After Shepardsport adapted to this sudden increase in its population, things pretty much settled into a pattern. Life actually started to become ordinary for us. We had our work, our training, our teaching responsibilities, our mandatory exercise hours. And when we didn’t have something scheduled, there was always studying to do, or class preparation for whatever we were helping teach. So it wasn’t like we had a whole lot of time on our hands to go oh wow, I’m on the Moon. And we really didn’t have a lot of time to brood about the tensions with the Administration, unless our work responsibilities related directly to it.
And then the Great Sick came along and suddenly everything was changing — but it was down there, dirtside. For us, the biggest change was the pilots being confined to the port facility down in Innsmouth Sector, so a whole bunch of classes had to be rearranged so that either they could teach by teleconference, or someone else took over.
But there was always the awareness that it was out there, and we had to make sure it didn’t get in here, because if it did, there was no way to keep it from sweeping through the whole settlement. Up here, we just live too close together. Even keeping the pilots in the port facility was probably not a sure shot, because they were still having some contact with other port facility staff who went home at night to their apartments up in Dunwich Sector.

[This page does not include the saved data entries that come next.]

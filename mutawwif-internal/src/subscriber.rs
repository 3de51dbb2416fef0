//! Subscriber records and the store they live in.
//!
//! The store is an opaque external collaborator behind the [`SubscriberStore`]
//! trait so handlers can be tested with an in-memory fake. The Redis-backed
//! implementation performs plain read-modify-write with last-write-wins
//! semantics; concurrent grants for the same email can interleave arbitrarily.

use async_trait::async_trait;
use chrono::{DateTime, Utc};
use dashmap::DashMap;
use redis::AsyncCommands;
use serde::{Deserialize, Serialize};
use uuid::Uuid;

use crate::error::{Error, ErrorDetails};

const SUBSCRIBER_KEY_PREFIX: &str = "subscriber:";
const SUBSCRIBER_EMAIL_KEY_PREFIX: &str = "subscriber:email:";

#[derive(Debug, Clone, PartialEq, Serialize, Deserialize)]
pub struct SubscriberRecord {
    pub id: String,
    pub email: String,
    #[serde(skip_serializing_if = "Option::is_none")]
    pub name: Option<String>,
    pub is_pro: bool,
    #[serde(skip_serializing_if = "Option::is_none")]
    pub pro_expires_at: Option<DateTime<Utc>>,
    pub created_at: DateTime<Utc>,
    pub updated_at: DateTime<Utc>,
}

#[derive(Debug, Clone, Copy, PartialEq, Eq)]
pub enum Entitlement {
    Active,
    Inactive,
    Expired,
}

impl SubscriberRecord {
    /// Evaluate the entitlement at `now`.
    ///
    /// A record with `is_pro = true` and no expiry, or an expiry in the
    /// future, is entitled. An expiry strictly in the past makes the record
    /// unentitled even while `is_pro` remains true: the flag is never
    /// auto-cleared (lazy deactivation).
    pub fn entitlement_at(&self, now: DateTime<Utc>) -> Entitlement {
        if !self.is_pro {
            return Entitlement::Inactive;
        }
        match self.pro_expires_at {
            Some(expires_at) if expires_at < now => Entitlement::Expired,
            _ => Entitlement::Active,
        }
    }
}

#[async_trait]
pub trait SubscriberStore: Send + Sync {
    async fn find_by_id(&self, id: &str) -> Result<Option<SubscriberRecord>, Error>;
    async fn find_by_email(&self, email: &str) -> Result<Option<SubscriberRecord>, Error>;
    async fn upsert(&self, record: SubscriberRecord) -> Result<(), Error>;
}

/// Grant (or re-arm) a Pro entitlement for `email`.
///
/// Creates the record on first grant and updates the same record on every
/// subsequent one; the expiry is always extended from the current call time.
/// Records are never deleted.
pub async fn grant_pro(
    store: &dyn SubscriberStore,
    email: &str,
    name: Option<String>,
    pro_days: i64,
    now: DateTime<Utc>,
) -> Result<SubscriberRecord, Error> {
    let mut record = match store.find_by_email(email).await? {
        Some(existing) => existing,
        None => SubscriberRecord {
            id: Uuid::now_v7().to_string(),
            email: email.to_string(),
            name: None,
            is_pro: false,
            pro_expires_at: None,
            created_at: now,
            updated_at: now,
        },
    };

    if name.is_some() {
        record.name = name;
    }
    record.is_pro = true;
    record.pro_expires_at = Some(now + chrono::Duration::days(pro_days));
    record.updated_at = now;

    store.upsert(record.clone()).await?;
    Ok(record)
}

/// Process-local store used by tests and when no database URL is configured.
/// Contents are lost on restart.
#[derive(Debug, Default)]
pub struct InMemorySubscriberStore {
    by_id: DashMap<String, SubscriberRecord>,
    email_index: DashMap<String, String>,
}

impl InMemorySubscriberStore {
    pub fn new() -> Self {
        Self::default()
    }
}

#[async_trait]
impl SubscriberStore for InMemorySubscriberStore {
    async fn find_by_id(&self, id: &str) -> Result<Option<SubscriberRecord>, Error> {
        Ok(self.by_id.get(id).map(|entry| entry.value().clone()))
    }

    async fn find_by_email(&self, email: &str) -> Result<Option<SubscriberRecord>, Error> {
        match self.email_index.get(email) {
            Some(id) => self.find_by_id(id.value()).await,
            None => Ok(None),
        }
    }

    async fn upsert(&self, record: SubscriberRecord) -> Result<(), Error> {
        self.email_index
            .insert(record.email.clone(), record.id.clone());
        self.by_id.insert(record.id.clone(), record);
        Ok(())
    }
}

/// Redis-backed store: one JSON document per record at `subscriber:{id}` and
/// an email index at `subscriber:email:{email}`.
pub struct RedisSubscriberStore {
    conn: redis::aio::MultiplexedConnection,
}

impl RedisSubscriberStore {
    pub async fn new(url: &str) -> Result<Self, Error> {
        let client = redis::Client::open(url).map_err(|e| {
            Error::new(ErrorDetails::Config {
                message: format!("Failed to create Redis client: {e}"),
            })
        })?;
        let conn = client
            .get_multiplexed_async_connection()
            .await
            .map_err(|e| {
                Error::new(ErrorDetails::Config {
                    message: format!("Failed to get Redis connection: {e}"),
                })
            })?;
        Ok(Self { conn })
    }

    async fn get_raw(&self, key: &str) -> Result<Option<String>, Error> {
        let mut conn = self.conn.clone();
        conn.get(key).await.map_err(|e| {
            Error::new(ErrorDetails::SubscriberStore {
                message: format!("Failed to read `{key}`: {e}"),
            })
        })
    }
}

#[async_trait]
impl SubscriberStore for RedisSubscriberStore {
    async fn find_by_id(&self, id: &str) -> Result<Option<SubscriberRecord>, Error> {
        let key = format!("{SUBSCRIBER_KEY_PREFIX}{id}");
        let raw = self.get_raw(&key).await?;
        raw.map(|json| {
            serde_json::from_str(&json).map_err(|e| {
                Error::new(ErrorDetails::SubscriberStore {
                    message: format!("Failed to parse subscriber record `{key}`: {e}"),
                })
            })
        })
        .transpose()
    }

    async fn find_by_email(&self, email: &str) -> Result<Option<SubscriberRecord>, Error> {
        let index_key = format!("{SUBSCRIBER_EMAIL_KEY_PREFIX}{email}");
        match self.get_raw(&index_key).await? {
            Some(id) => self.find_by_id(&id).await,
            None => Ok(None),
        }
    }

    async fn upsert(&self, record: SubscriberRecord) -> Result<(), Error> {
        let json = serde_json::to_string(&record).map_err(|e| {
            Error::new(ErrorDetails::Serialization {
                message: format!("Failed to serialize subscriber record: {e}"),
            })
        })?;
        let record_key = format!("{SUBSCRIBER_KEY_PREFIX}{}", record.id);
        let index_key = format!("{SUBSCRIBER_EMAIL_KEY_PREFIX}{}", record.email);

        // Two plain SETs, no transaction: last write wins by design of the
        // grant operation.
        let mut conn = self.conn.clone();
        let _: () = conn.set(&record_key, json).await.map_err(|e| {
            Error::new(ErrorDetails::SubscriberStore {
                message: format!("Failed to write `{record_key}`: {e}"),
            })
        })?;
        let _: () = conn.set(&index_key, &record.id).await.map_err(|e| {
            Error::new(ErrorDetails::SubscriberStore {
                message: format!("Failed to write `{index_key}`: {e}"),
            })
        })?;
        Ok(())
    }
}

#[cfg(test)]
mod tests {
    use super::*;
    use chrono::Duration;

    fn record(is_pro: bool, expires_at: Option<DateTime<Utc>>) -> SubscriberRecord {
        let now = Utc::now();
        SubscriberRecord {
            id: "01890000-0000-7000-8000-000000000001".to_string(),
            email: "pilgrim@example.com".to_string(),
            name: None,
            is_pro,
            pro_expires_at: expires_at,
            created_at: now,
            updated_at: now,
        }
    }

    #[test]
    fn test_entitlement_inactive_when_flag_is_false() {
        let now = Utc::now();
        let record = record(false, Some(now + Duration::days(30)));
        assert_eq!(record.entitlement_at(now), Entitlement::Inactive);
    }

    #[test]
    fn test_entitlement_active_without_expiry() {
        let now = Utc::now();
        assert_eq!(record(true, None).entitlement_at(now), Entitlement::Active);
    }

    #[test]
    fn test_entitlement_boundary_one_second_each_way() {
        let now = Utc::now();
        let expired = record(true, Some(now - Duration::seconds(1)));
        assert_eq!(expired.entitlement_at(now), Entitlement::Expired);

        let active = record(true, Some(now + Duration::seconds(1)));
        assert_eq!(active.entitlement_at(now), Entitlement::Active);
    }

    #[test]
    fn test_expired_record_keeps_stale_pro_flag() {
        let now = Utc::now();
        let expired = record(true, Some(now - Duration::days(1)));
        assert_eq!(expired.entitlement_at(now), Entitlement::Expired);
        // Lazy deactivation: the flag itself is untouched
        assert!(expired.is_pro);
    }

    #[tokio::test]
    async fn test_grant_creates_then_updates_single_record() {
        let store = InMemorySubscriberStore::new();
        let first_call = Utc::now();

        let created = grant_pro(&store, "pilgrim@example.com", None, 30, first_call)
            .await
            .expect("first grant should succeed");
        assert!(created.is_pro);
        assert_eq!(
            created.pro_expires_at,
            Some(first_call + Duration::days(30))
        );

        // Second grant for the same email updates the same record and extends
        // the expiry from the new call time
        let second_call = first_call + Duration::days(10);
        let updated = grant_pro(
            &store,
            "pilgrim@example.com",
            Some("Aisha".to_string()),
            7,
            second_call,
        )
        .await
        .expect("second grant should succeed");
        assert_eq!(updated.id, created.id);
        assert_eq!(updated.name.as_deref(), Some("Aisha"));
        assert_eq!(updated.pro_expires_at, Some(second_call + Duration::days(7)));

        let stored = store
            .find_by_email("pilgrim@example.com")
            .await
            .expect("lookup should succeed")
            .expect("record should exist");
        assert_eq!(stored, updated);
        assert_eq!(stored.created_at, first_call);
    }

    #[tokio::test]
    async fn test_in_memory_store_round_trip() {
        let store = InMemorySubscriberStore::new();
        let record = record(true, None);
        store
            .upsert(record.clone())
            .await
            .expect("upsert should succeed");

        let by_id = store
            .find_by_id(&record.id)
            .await
            .expect("lookup should succeed");
        assert_eq!(by_id, Some(record.clone()));

        let by_email = store
            .find_by_email(&record.email)
            .await
            .expect("lookup should succeed");
        assert_eq!(by_email, Some(record));

        assert_eq!(
            store
                .find_by_id("missing")
                .await
                .expect("lookup should succeed"),
            None
        );
    }
}
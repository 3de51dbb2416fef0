//! Log setup for the gateway.

use clap::ValueEnum;
use tracing_subscriber::filter::EnvFilter;
use tracing_subscriber::layer::SubscriberExt;
use tracing_subscriber::util::SubscriberInitExt;
use tracing_subscriber::Layer;

use crate::error::{Error, ErrorDetails};

#[derive(Clone, Copy, Debug, Default, PartialEq, Eq, ValueEnum)]
pub enum LogFormat {
    #[default]
    Pretty,
    Json,
}

fn default_env_filter() -> EnvFilter {
    EnvFilter::try_from_default_env()
        .unwrap_or_else(|_| EnvFilter::new("warn,gateway=info,mutawwif_internal=info"))
}

/// Set up logging for the whole process. Must run before any `tracing` call.
pub fn setup_observability(log_format: LogFormat) -> Result<(), Error> {
    let base = tracing_subscriber::fmt::layer();
    let log_layer = match log_format {
        LogFormat::Pretty => base.boxed(),
        LogFormat::Json => base.json().boxed(),
    };

    tracing_subscriber::registry()
        .with(log_layer.with_filter(default_env_filter()))
        .try_init()
        .map_err(|e| {
            Error::new_without_logging(ErrorDetails::AppState {
                message: format!("Failed to initialize logging: {e}"),
            })
        })
}
pub mod auth; // Pro token issuing and verification
pub mod completion; // chat-completion client for the upstream provider
pub mod config; // environment-driven gateway configuration
pub mod endpoints; // API endpoints
pub mod error; // error handling
pub mod gateway_util; // utilities for gateway
pub mod guides; // static ritual guide content
pub mod languages; // supported language table
pub mod observability; // log setup
pub mod prompt; // prompt composition
pub mod rate_limit; // per-client daily usage limiting
pub mod subscriber; // subscriber records and stores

So there was a continual low-level sense of menace, of being a tiny and very fragile bubble of safety, at a level that we hadn’t felt since we first got up here and were super-aware that we were living on a world where everything that sustained life, down to the air we breathe, had to be provided and maintained by an intricate system of technologies. But it was something you could put out of your mind if you weren’t particularly close to any of the pilots or had family still dirtside. After a while the immediacy of the threat started to fade, and life went on.
And then the solar storm alerts started coming through. It’s something you prepare and train for, just like we prepared for hurricanes back in Houston, and people up in the Midwest and Great Plains prepare for tornadoes. Watches and warnings, regular drills where we all had to go trooping down to the storm shelters under the settlement’s water reservoirs. But you usually figure that the Sun will hock one hairball and that’ll be it. This time the Sun’s magnetic field was doing some seriously weird things, to the point that even the solar astronomers weren’t sure how long the danger was apt to last, and NOAA space weather forecasts were outdated almost as soon as they went up.
I was working on a project for one of our resident astronomers, and half the time I was in her office, she’d be on the phone to colleagues all over the Earth-Moon system. People over at Grissom City, people at JPL who ran the big solar observation satellites, even people in Jerusalem and Tokyo and Moscow. Sometimes she’d even get e-mails from Mars, since there’s no way to have a realtime conversation with that kind of light-speed lag. So I was getting a ringside seat on a whole lot of uncertainty, and that was when I started really feeling like we were under siege.
—– Spruance Del Curtin, “Remembering the Diablovirus Outbreak” from The Lunar Resistance: An Oral History. Carpenter Point, Tycho Crater: Kennedy University Press, 2059.